Together, they tell a happy happy story. The housing market is healthy with low cholesterol and a strong heartbeat — despite anemic economic growth, a listings shortage and higher interest rates.
But this week’s financial reports also show that there are conquerors, re-groupers and re-assemblers. Not everyone’s growth story is equal.
Like the vibe at an EDM music festival, results from Zillow and Keller Williams are ebullient, while Realogy and Re/Max are more subdued — growing but at slower rates as they adjust to new market realities.
Boom! Zillow’s revenue grew 32 percent year-over-year, to a record $245.8 million in Q1, expecting to surpass the enviable $1 billion revenue mark this year. Traffic for the quarter was somewhere between the moon and Mars.
If you are in the real estate business, it becomes increasingly difficult to avoid paying Zillow — like not having Wi-Fi.
Keller Williams has a similar trajectory, grabbing market share from its competitors at a healthy pace. Even the most suspicious and cynical agent has had to consider migrating to KW.
Buttoned-up Realogy is still the big tuna in the real estate sea with revenue of $1.2 billion in the first quarter, but up only 6 percent from Q1 2016.
Operating expenses were also higher. The company lost $28 million, as it spent to recruit and retain top-producing agents. The New Jersey franchise is battling KW as well as new companies like Compass. Top producing agents are like super models at New York night clubs; everyone wants them.
KW reported that its agent count surpassed 159,500 agents in Q1 2017 and it broke its productivity records — in listings and contracts.
Scorned for years for being nothing more than an agent recruiting shop, it has begun to focus on productivity and it may be paying off.
However, according to some reports, KW still dwarfs transaction per agent averages, remaining the lowest among the major franchises.
“On the number of closed units per agent, our median ranges between seven and eight transactions per agent a year, a trend we saw hold in 2016 as our agent count continued to tick up dramatically,” said Darryl Frost, Keller Williams’ spokesperson.
Re/Max says its closed units per agent number is 17.2, claiming to be the highest in the industry.

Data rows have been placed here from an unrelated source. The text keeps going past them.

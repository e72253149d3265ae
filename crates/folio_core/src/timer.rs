//! Single-slot cancellable timer
//!
//! A [`Timer`] owns at most one pending task. Scheduling a new callback aborts
//! whatever was pending, so the last call always wins. State machines that need
//! "restart the countdown on every change" semantics (mascot revert, console
//! auto-minimize, boot script) each own one of these.

use std::future::Future;
use std::sync::Arc;
use std::sync::atomic::{AtomicU64, Ordering};
use std::time::Duration;

use parking_lot::Mutex;
use tokio::task::JoinHandle;

#[derive(Clone, Default)]
pub struct Timer {
    inner: Arc<TimerInner>,
}

#[derive(Default)]
struct TimerInner {
    pending: Mutex<Option<JoinHandle<()>>>,
    generation: AtomicU64,
}

impl Timer {
    pub fn new() -> Self {
        Self::default()
    }

    /// Run `callback` after `delay`, cancelling anything already scheduled.
    ///
    /// Must be called from within a tokio runtime.
    pub fn schedule<F>(&self, delay: Duration, callback: F)
    where
        F: FnOnce() + Send + 'static,
    {
        self.schedule_async(delay, async move { callback() });
    }

    /// Like [`Timer::schedule`] but the body is a future, so it may await
    /// further delays of its own.
    pub fn schedule_async<Fut>(&self, delay: Duration, body: Fut)
    where
        Fut: Future<Output = ()> + Send + 'static,
    {
        let generation = self.inner.generation.fetch_add(1, Ordering::SeqCst) + 1;
        let inner = Arc::downgrade(&self.inner);

        let handle = tokio::spawn(async move {
            tokio::time::sleep(delay).await;
            // A racing schedule() on another worker may have bumped the generation
            // after we woke but before abort() landed.
            let current = match inner.upgrade() {
                Some(inner) => inner.generation.load(Ordering::SeqCst),
                None => return,
            };
            if current == generation {
                body.await;
            }
        });

        if let Some(previous) = self.inner.pending.lock().replace(handle) {
            previous.abort();
        }
    }

    /// Drop the pending callback, if any.
    pub fn cancel(&self) {
        self.inner.generation.fetch_add(1, Ordering::SeqCst);
        if let Some(previous) = self.inner.pending.lock().take() {
            previous.abort();
        }
    }

    /// True while a callback is scheduled and has not finished.
    pub fn is_pending(&self) -> bool {
        self.inner
            .pending
            .lock()
            .as_ref()
            .is_some_and(|handle| !handle.is_finished())
    }
}

impl std::fmt::Debug for Timer {
    fn fmt(&self, f: &mut std::fmt::Formatter<'_>) -> std::fmt::Result {
        f.debug_struct("Timer")
            .field("pending", &self.is_pending())
            .finish()
    }
}

#[cfg(test)]
mod tests {
    use super::*;
    use std::sync::atomic::AtomicUsize;

    #[tokio::test(start_paused = true)]
    async fn test_last_schedule_wins() {
        let timer = Timer::new();
        let hits = Arc::new(AtomicUsize::new(0));

        for value in [1, 10, 100] {
            let hits = hits.clone();
            timer.schedule(Duration::from_millis(50), move || {
                hits.fetch_add(value, Ordering::SeqCst);
            });
        }

        tokio::time::sleep(Duration::from_millis(60)).await;
        assert_eq!(hits.load(Ordering::SeqCst), 100);
        assert!(!timer.is_pending());
    }

    #[tokio::test(start_paused = true)]
    async fn test_cancel_prevents_callback() {
        let timer = Timer::new();
        let hits = Arc::new(AtomicUsize::new(0));
        let counter = hits.clone();
        timer.schedule(Duration::from_millis(10), move || {
            counter.fetch_add(1, Ordering::SeqCst);
        });
        assert!(timer.is_pending());

        timer.cancel();
        tokio::time::sleep(Duration::from_millis(20)).await;
        assert_eq!(hits.load(Ordering::SeqCst), 0);
    }
}
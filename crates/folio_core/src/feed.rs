//! Repository feed
//!
//! Fetches the owner's public repositories once, drops forks, orders by most
//! recently updated and pages through them locally. Progress is reported as
//! console lines through the injected [`LogSlot`].

use std::fmt;
use std::sync::Arc;
use std::sync::atomic::{AtomicU64, Ordering};

use async_trait::async_trait;
use chrono::{DateTime, Utc};
use serde::{Deserialize, Serialize};
use tokio::sync::watch;
use tokio::task::JoinHandle;
use tracing::{debug, error, info};

use crate::{
    FolioError, Result,
    console::{LogSlot, Tone},
    markup::Markup,
};

pub const DEFAULT_PAGE_SIZE: usize = 6;
const NO_DESCRIPTION: &str = "Repository with no description.";
const MAX_TAGS: usize = 3;

#[derive(Debug, Clone, PartialEq, Eq, Serialize, Deserialize)]
pub struct Repo {
    pub id: u64,
    pub name: String,
    pub html_url: String,
    #[serde(default)]
    pub description: Option<String>,
    #[serde(default)]
    pub language: Option<String>,
    #[serde(default)]
    pub topics: Option<Vec<String>>,
    #[serde(default)]
    pub fork: bool,
    pub updated_at: DateTime<Utc>,
}

impl Repo {
    /// Name with dashes turned into spaces
    pub fn pretty_name(&self) -> String {
        self.name.replace('-', " ")
    }

    /// Language first, then up to two topics
    pub fn tags(&self) -> Vec<&str> {
        let topics = self.topics.iter().flatten().take(2).map(String::as_str);
        self.language
            .as_deref()
            .into_iter()
            .chain(topics)
            .take(MAX_TAGS)
            .collect()
    }

    pub fn description_or_default(&self) -> &str {
        match self.description.as_deref() {
            Some(text) if !text.is_empty() => text,
            _ => NO_DESCRIPTION,
        }
    }
}

/// Drop forks and sort newest first. Ties keep their input order.
pub fn prepare(repos: Vec<Repo>) -> Vec<Repo> {
    let mut repos: Vec<Repo> = repos.into_iter().filter(|r| !r.fork).collect();
    repos.sort_by(|a, b| b.updated_at.cmp(&a.updated_at));
    repos
}

#[derive(Debug, Clone, PartialEq, Eq, Serialize, Deserialize)]
pub struct FeedConfig {
    #[serde(default = "default_api_base")]
    pub api_base: String,

    /// Account whose repositories are listed
    #[serde(default = "default_user")]
    pub user: String,

    #[serde(default = "default_page_size")]
    pub page_size: usize,

    #[serde(default = "default_user_agent")]
    pub user_agent: String,
}

fn default_api_base() -> String {
    "https://api.github.com".to_string()
}

fn default_user() -> String {
    "hitesh-2457".to_string()
}

fn default_page_size() -> usize {
    DEFAULT_PAGE_SIZE
}

fn default_user_agent() -> String {
    format!("folio/{}", env!("CARGO_PKG_VERSION"))
}

impl Default for FeedConfig {
    fn default() -> Self {
        Self {
            api_base: default_api_base(),
            user: default_user(),
            page_size: default_page_size(),
            user_agent: default_user_agent(),
        }
    }
}

impl FeedConfig {
    pub fn url(&self) -> String {
        format!(
            "{}/users/{}/repos",
            self.api_base.trim_end_matches('/'),
            self.user
        )
    }
}

/// Where repositories come from
#[async_trait]
pub trait RepoSource: Send + Sync + fmt::Debug {
    /// Shown in the `Request: GET …` line
    fn url(&self) -> String;

    async fn fetch(&self) -> Result<Vec<Repo>>;
}

/// Unauthenticated GitHub REST listing
#[derive(Debug, Clone)]
pub struct GithubSource {
    client: reqwest::Client,
    url: String,
    user_agent: String,
}

impl GithubSource {
    pub fn new(config: &FeedConfig) -> Self {
        Self {
            client: reqwest::Client::new(),
            url: config.url(),
            user_agent: config.user_agent.clone(),
        }
    }
}

#[async_trait]
impl RepoSource for GithubSource {
    fn url(&self) -> String {
        self.url.clone()
    }

    async fn fetch(&self) -> Result<Vec<Repo>> {
        let response = self
            .client
            .get(&self.url)
            .header(reqwest::header::USER_AGENT, &self.user_agent)
            .header(reqwest::header::ACCEPT, "application/vnd.github+json")
            .send()
            .await
            .map_err(|e| FolioError::FeedRequestFailed {
                url: self.url.clone(),
                cause: e,
            })?;

        let status = response.status();
        if !status.is_success() {
            return Err(FolioError::FeedStatus {
                url: self.url.clone(),
                status: status.as_u16(),
            });
        }

        let body = response
            .bytes()
            .await
            .map_err(|e| FolioError::FeedRequestFailed {
                url: self.url.clone(),
                cause: e,
            })?;

        serde_json::from_slice(&body).map_err(|e| FolioError::feed_decode(&self.url, e.to_string()))
    }
}

#[derive(Debug, Clone, Copy, PartialEq, Eq, Serialize, Deserialize)]
pub enum FeedStatus {
    Idle,
    Loading,
    Ready,
    Failed,
}

#[derive(Debug, Clone, PartialEq, Eq)]
pub struct FeedState {
    pub status: FeedStatus,
    pub repos: Vec<Repo>,
    /// How many repos are revealed
    pub shown: usize,
}

#[derive(Clone)]
pub struct RepoFeed {
    inner: Arc<FeedInner>,
}

struct FeedInner {
    source: Arc<dyn RepoSource>,
    log: LogSlot,
    page_size: usize,
    state: watch::Sender<FeedState>,
    generation: AtomicU64,
}

impl RepoFeed {
    pub fn new(source: Arc<dyn RepoSource>, log: LogSlot, page_size: usize) -> Self {
        let page_size = page_size.max(1);
        let (state, _) = watch::channel(FeedState {
            status: FeedStatus::Idle,
            repos: Vec::new(),
            shown: page_size,
        });
        Self {
            inner: Arc::new(FeedInner {
                source,
                log,
                page_size,
                state,
                generation: AtomicU64::new(0),
            }),
        }
    }

    pub fn github(config: &FeedConfig, log: LogSlot) -> Self {
        Self::new(Arc::new(GithubSource::new(config)), log, config.page_size)
    }

    /// Initial fetch.
    pub async fn load(&self) {
        info!("loading repositories from {}", self.inner.source.url());
        self.inner
            .log
            .log(Markup::new().verb("Loading GitHub Projects"), Tone::Warn);
        self.request("GitHub Response").await;
    }

    /// Start [`RepoFeed::load`] after yielding once, so whoever is attaching
    /// alongside us (the console) has subscribed to the log slot first.
    pub fn spawn_load(&self) -> JoinHandle<()> {
        let feed = self.clone();
        tokio::spawn(async move {
            tokio::task::yield_now().await;
            feed.load().await;
        })
    }

    /// Forget everything and issue the same request again.
    pub async fn retry(&self) {
        let page_size = self.inner.page_size;
        self.inner.state.send_modify(|state| {
            state.repos.clear();
            state.shown = page_size;
        });
        self.request("Response").await;
    }

    async fn request(&self, response_label: &str) {
        let generation = self.inner.generation.fetch_add(1, Ordering::SeqCst) + 1;
        let url = self.inner.source.url();

        self.inner.state.send_modify(|state| state.status = FeedStatus::Loading);
        self.inner.log.log(
            Markup::new()
                .verb("Request")
                .plain(": ")
                .path(format!("GET {}", url)),
            Tone::Warn,
        );

        let result = self.inner.source.fetch().await;

        if self.inner.generation.load(Ordering::SeqCst) != generation {
            debug!("dropping superseded response #{} from {}", generation, url);
            return;
        }

        match result {
            Ok(repos) => {
                let repos = prepare(repos);
                self.inner.log.log(
                    Markup::new()
                        .section(response_label)
                        .plain(": ")
                        .note(format!("{} repositories loaded", repos.len())),
                    Tone::Ok,
                );
                self.inner.state.send_modify(|state| {
                    state.repos = repos;
                    state.status = FeedStatus::Ready;
                });
            }
            Err(e) => {
                error!("Error fetching repositories: {:?}", e);
                self.inner.log.log(
                    Markup::new().error("Error: Unable to fetch projects from GitHub"),
                    Tone::Error,
                );
                self.inner
                    .state
                    .send_modify(|state| state.status = FeedStatus::Failed);
            }
        }
    }

    /// Reveal another page. Never reveals past the end.
    pub fn show_more(&self) {
        let page_size = self.inner.page_size;
        self.inner.state.send_if_modified(|state| {
            let next = (state.shown + page_size).min(state.repos.len().max(page_size));
            let changed = next != state.shown;
            state.shown = next;
            changed
        });
    }

    pub fn visible(&self) -> Vec<Repo> {
        let state = self.inner.state.borrow();
        state.repos.iter().take(state.shown).cloned().collect()
    }

    pub fn has_more(&self) -> bool {
        let state = self.inner.state.borrow();
        state.shown < state.repos.len()
    }

    pub fn status(&self) -> FeedStatus {
        self.inner.state.borrow().status
    }

    pub fn state(&self) -> FeedState {
        self.inner.state.borrow().clone()
    }

    pub fn subscribe(&self) -> watch::Receiver<FeedState> {
        self.inner.state.subscribe()
    }

    pub fn page_size(&self) -> usize {
        self.inner.page_size
    }
}

impl fmt::Debug for RepoFeed {
    fn fmt(&self, f: &mut fmt::Formatter<'_>) -> fmt::Result {
        let state = self.inner.state.borrow();
        f.debug_struct("RepoFeed")
            .field("source", &self.inner.source)
            .field("status", &state.status)
            .field("repos", &state.repos.len())
            .field("shown", &state.shown)
            .finish()
    }
}
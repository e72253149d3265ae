use std::path::PathBuf;

use folio_core::{FolioConfig, config};
use miette::{IntoDiagnostic, Result};
use owo_colors::OwoColorize;

use crate::output::Output;

/// Show current configuration
pub async fn show(config: &FolioConfig) -> Result<()> {
    let output = Output::new();

    output.section("Current Configuration");
    output.print("");

    let toml_str = toml::to_string_pretty(config).into_diagnostic()?;
    output.print(&toml_str);

    Ok(())
}

/// Save current configuration to file
pub async fn save(config: &FolioConfig, path: &PathBuf) -> Result<()> {
    let output = Output::new();

    output.info("💾", &format!("Saving configuration to: {}", path.display()));

    config::save_config(config, path).await?;

    output.success("Configuration saved successfully!");
    output.print("");
    output.print("To use this configuration, run:");
    output.print(&format!("  {} --config {}", "folio".bright_green(), path.display()));

    Ok(())
}
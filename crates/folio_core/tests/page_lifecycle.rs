//! Integration tests for mounting the whole portfolio
//!
//! These run the composition root against fixture files on disk and a canned
//! repository source, and check that sections, console and feed cooperate.

use std::sync::Arc;

use async_trait::async_trait;
use folio_core::{
    AssetSource, FeedStatus, FolioConfig, Portfolio, Repo, RepoSource, Result, Tone,
    console::PanelState,
};
use pretty_assertions::assert_eq;

#[derive(Debug)]
struct CannedSource(Vec<Repo>);

#[async_trait]
impl RepoSource for CannedSource {
    fn url(&self) -> String {
        "https://example.test/users/ada/repos".to_string()
    }

    async fn fetch(&self) -> Result<Vec<Repo>> {
        Ok(self.0.clone())
    }
}

fn repo(id: u64, name: &str, fork: bool) -> Repo {
    Repo {
        id,
        name: name.to_string(),
        html_url: format!("https://github.com/ada/{}", name),
        description: None,
        language: Some("Rust".to_string()),
        topics: None,
        fork,
        updated_at: "2024-01-01T00:00:00Z".parse().unwrap(),
    }
}

const EXPERIENCE: &str = r#"[
    {"id": 1, "title": "Engineer", "company": "Acme", "period": "Jan 2018 – Jan 2021",
     "marker": "A", "category": "work"},
    {"id": 2, "title": "Student", "company": "Uni", "period": "Jan 2014 – Jan 2018",
     "marker": "U", "category": "education"}
]"#;

const ABOUT: &str = r#"[{"id": 1, "title": "Hello", "items": ["one", "two"]}]"#;

async fn portfolio(dir: &tempfile::TempDir) -> Portfolio {
    tokio::fs::write(dir.path().join("experience.json"), EXPERIENCE)
        .await
        .unwrap();
    tokio::fs::write(dir.path().join("about.json"), ABOUT)
        .await
        .unwrap();

    let mut config = FolioConfig::default();
    config.site.assets = AssetSource::Directory {
        path: dir.path().to_path_buf(),
    };
    let source = Arc::new(CannedSource(vec![
        repo(1, "mine", false),
        repo(2, "someone-elses", true),
    ]));
    Portfolio::with_source(config, source)
}

#[tokio::test]
async fn test_start_registers_sections_in_page_order() {
    let dir = tempfile::tempdir().unwrap();
    let mut portfolio = portfolio(&dir).await;

    portfolio.start(1280).await;
    assert!(portfolio.page().is_mounted());
    assert_eq!(
        portfolio.navigation().ids(),
        vec!["home", "about", "experience", "projects", "contact"]
    );
    assert_eq!(portfolio.page().home.years(), Some(3));
    assert_eq!(portfolio.page().about.cards().len(), 1);
    assert_eq!(portfolio.page().experience.entries().len(), 2);
    assert_eq!(portfolio.page().contact.links().len(), 3);
    assert_eq!(portfolio.console().panel(), PanelState::Expanded);

    portfolio.shutdown().await;
    assert!(portfolio.navigation().items().is_empty());
    assert!(!portfolio.log().has_subscriber());
    assert_eq!(portfolio.console().panel(), PanelState::Hidden);
}

#[tokio::test]
async fn test_feed_lines_reach_the_console() {
    let dir = tempfile::tempdir().unwrap();
    let mut portfolio = portfolio(&dir).await;

    portfolio.start(1280).await;
    portfolio.page_mut().projects.loaded().await;

    assert_eq!(portfolio.feed().status(), FeedStatus::Ready);
    assert_eq!(portfolio.feed().visible().len(), 1);

    let lines: Vec<(Tone, String)> = portfolio
        .console()
        .lines()
        .into_iter()
        .map(|line| (line.tone, line.text.plain_text()))
        .collect();
    assert_eq!(lines[0], (Tone::Muted, "Booting client…".to_string()));
    assert!(lines.contains(&(Tone::Warn, "Loading GitHub Projects".to_string())));
    assert!(lines.contains(&(
        Tone::Ok,
        "GitHub Response: 1 repositories loaded".to_string()
    )));

    portfolio.shutdown().await;
}

#[tokio::test]
async fn test_console_navigates_to_mounted_sections() {
    let dir = tempfile::tempdir().unwrap();
    let mut portfolio = portfolio(&dir).await;
    portfolio.start(1280).await;

    portfolio.console().handle_command("contact");
    assert_eq!(
        portfolio.navigation().scroll_target().as_deref(),
        Some("contact")
    );

    portfolio.shutdown().await;
    portfolio.console().handle_command("contact");
    let last = portfolio.console().lines().pop().unwrap();
    assert_eq!(last.tone, Tone::Error);
    assert_eq!(last.text.plain_text(), "Section contact not found");
}

#[tokio::test]
async fn test_missing_fixtures_degrade_to_empty() {
    let dir = tempfile::tempdir().unwrap();
    let mut config = FolioConfig::default();
    config.site.assets = AssetSource::Directory {
        path: dir.path().join("nowhere"),
    };
    let mut portfolio = Portfolio::with_source(config, Arc::new(CannedSource(Vec::new())));

    portfolio.start(1280).await;
    assert_eq!(portfolio.page().home.years(), Some(0));
    assert!(portfolio.page().about.cards().is_empty());
    portfolio.shutdown().await;
}

#[tokio::test]
async fn test_narrow_viewport_still_logs() {
    let dir = tempfile::tempdir().unwrap();
    let mut portfolio = portfolio(&dir).await;

    portfolio.start(400).await;
    portfolio.page_mut().projects.loaded().await;
    assert_eq!(portfolio.console().panel(), PanelState::Hidden);
    assert!(portfolio.console().lines().len() >= 4);

    portfolio.shutdown().await;
}
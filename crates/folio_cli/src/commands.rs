pub mod about;
pub mod config;
pub mod experience;
pub mod hero;
pub mod projects;
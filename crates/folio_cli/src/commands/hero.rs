use std::io::Write;

use folio_core::{
    FixtureStore, FolioConfig, experience_years,
    typing::{Phase, TypingEffect},
};
use miette::{IntoDiagnostic, Result};
use owo_colors::OwoColorize;

use crate::output::Output;

/// Play the typed role line in place for `cycles` roles.
///
/// One cycle types a role, pauses, deletes it and pauses again.
pub async fn play(config: &FolioConfig, cycles: usize) -> Result<()> {
    let output = Output::new();
    let fixtures = FixtureStore::new(config.site.assets.clone());
    let years = experience_years(&fixtures.experiences().await);

    output.section(&format!("Hi, I'm {}", config.site.owner));
    output.kv("Experience", &format!("{}+ years", years));
    output.print("");

    let effect = TypingEffect::new(config.hero.roles.clone(), config.hero.typing);
    if effect.roles().is_empty() {
        output.warning("No roles configured");
        return Ok(());
    }

    let mut stdout = std::io::stdout();
    let mut completed = 0;
    for frame in effect {
        tokio::time::sleep(frame.delay).await;
        write!(stdout, "\r\x1b[K  {}{}", frame.text.bright_white().bold(), "▌".dimmed())
            .into_diagnostic()?;
        stdout.flush().into_diagnostic()?;

        if frame.phase == Phase::PausedEmpty {
            completed += 1;
            if completed >= cycles {
                break;
            }
        }
    }
    writeln!(stdout).into_diagnostic()?;

    Ok(())
}
//! Byte, the console mascot
//!
//! A closed set of moods plus a tip string. Every mood change, including an
//! explicit return to idle, restarts a single revert timer; only the most
//! recent change ever reverts.

use std::fmt;
use std::sync::Arc;
use std::time::Duration;

use serde::{Deserialize, Serialize};
use tokio::sync::watch;
use tracing::debug;

use crate::timer::Timer;

pub const DEFAULT_REVERT_DELAY: Duration = Duration::from_millis(1800);

#[derive(Debug, Clone, Copy, PartialEq, Eq, Hash, Default, Serialize, Deserialize)]
#[serde(rename_all = "lowercase")]
pub enum Mood {
    #[default]
    Idle,
    Typing,
    Deploy,
    Fetch,
    Ok,
    Error,
    Clear,
    Health,
    Wave,
    Fun,
}

impl Mood {
    pub fn as_str(&self) -> &'static str {
        match self {
            Mood::Idle => "idle",
            Mood::Typing => "typing",
            Mood::Deploy => "deploy",
            Mood::Fetch => "fetch",
            Mood::Ok => "ok",
            Mood::Error => "error",
            Mood::Clear => "clear",
            Mood::Health => "health",
            Mood::Wave => "wave",
            Mood::Fun => "fun",
        }
    }

    /// Presentation class, e.g. `"byte byte-wave active"`
    pub fn css_class(&self) -> String {
        match self {
            Mood::Idle => "byte byte-idle".to_string(),
            other => format!("byte byte-{} active", other.as_str()),
        }
    }
}

impl fmt::Display for Mood {
    fn fmt(&self, f: &mut fmt::Formatter<'_>) -> fmt::Result {
        f.write_str(self.as_str())
    }
}

#[derive(Debug, Clone, PartialEq, Eq, Default)]
pub struct MascotState {
    pub mood: Mood,
    pub tip: String,
}

/// Pointer and keyboard events aimed at the mascot
#[derive(Debug, Clone, PartialEq, Eq)]
pub enum Interaction {
    PointerEnter,
    PointerLeave,
    Click,
    DoubleClick,
    Key(String),
}

#[derive(Debug, Clone)]
pub struct Mascot {
    state: Arc<watch::Sender<MascotState>>,
    revert: Timer,
    revert_delay: Duration,
}

impl Default for Mascot {
    fn default() -> Self {
        Self::new(DEFAULT_REVERT_DELAY)
    }
}

impl Mascot {
    pub fn new(revert_delay: Duration) -> Self {
        let (tx, _) = watch::channel(MascotState::default());
        Self {
            state: Arc::new(tx),
            revert: Timer::new(),
            revert_delay,
        }
    }

    /// Enter `mood` and restart the revert countdown.
    pub fn set(&self, mood: Mood, tip: impl Into<String>) {
        let tip = tip.into();
        debug!("mascot -> {} {:?}", mood, tip);
        self.state.send_replace(MascotState { mood, tip });

        let state = self.state.clone();
        self.revert.schedule(self.revert_delay, move || {
            debug!("mascot reverting to idle");
            state.send_replace(MascotState::default());
        });
    }

    /// Inspect an appended log line. A line may trigger both reactions, the
    /// later one winning.
    pub fn react_to_log(&self, text: &str) {
        if text.contains("200 OK") {
            self.set(Mood::Ok, "Success!");
        }
        if text.to_lowercase().contains("error") {
            self.set(Mood::Error, "Oops!");
        }
    }

    /// Apply the mood change for an interaction. Unrecognized keys are ignored.
    pub fn interact(&self, interaction: &Interaction) {
        match interaction {
            Interaction::PointerEnter => self.set(Mood::Typing, "Hi!"),
            Interaction::PointerLeave => self.set(Mood::Idle, ""),
            Interaction::Click => self.set(Mood::Wave, "Hello 👋"),
            Interaction::DoubleClick => self.set(Mood::Fun, "Boop ✨"),
            Interaction::Key(key) => {
                if key == "Enter" || key == " " {
                    self.set(Mood::Wave, "Hello 👋");
                }
                if key.eq_ignore_ascii_case("f") {
                    self.set(Mood::Fun, "Sparkle ✨");
                }
            }
        }
    }

    pub fn state(&self) -> MascotState {
        self.state.borrow().clone()
    }

    pub fn mood(&self) -> Mood {
        self.state.borrow().mood
    }

    pub fn is_active(&self) -> bool {
        self.mood() != Mood::Idle
    }

    pub fn subscribe(&self) -> watch::Receiver<MascotState> {
        self.state.subscribe()
    }

    /// Stop any pending revert without changing the current mood.
    pub fn cancel_revert(&self) {
        self.revert.cancel();
    }

    /// Drop any pending revert and go straight back to idle.
    pub fn reset(&self) {
        self.revert.cancel();
        self.state.send_replace(MascotState::default());
    }
}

Note, some companies use averages and others use median.
(KW does not report official earnings — neither top line revenue nor net income — so it is difficult to make apples-to-apples comparisons of its financial picture with other franchises.)
But even its fiercest critics no longer question KW’s impact on the market and its surging share. It is like pretending Facebook didn’t change how we communicate.
Re/Max posted a $4.9 million net gain for Q1 2017 along with a 6.6 percent rise in agent count and a 12.4 percent year-over-year boost in revenue to $48.2 million. Growth, but slow and steady and its agent base remains strong with 117,000 agents.
Plus, the company is using some of its windfall to repurchase franchise regions that it sold years even decades ago to bootstrap its international expansion back in the day. That investment is expensive because so much of the brand’s value is tied up in these local franchises.
Management shake-ups are also part of the Q1 story.
Two franchise executives have left Realogy — Coldwell Banker and Century 21 — and top franchise exec Alex Perriello retired. And the board of directors is preparing a succession plan for longtime CEO Richard Smith.
At KW, Co-CEO Chris Heller suddenly left the Austin-based company last month, and co-CEO John Davis took the reins as sole CEO. Also, chief product officer Jonathan Berkowitz departed after a few months.
Next week, we get the scoop on realtor.com when News Corp reports its results.
Times are good for real estate right now. So the playing field is level, giving us a good view as we round the curve on who the winners and losers might be in the coming years.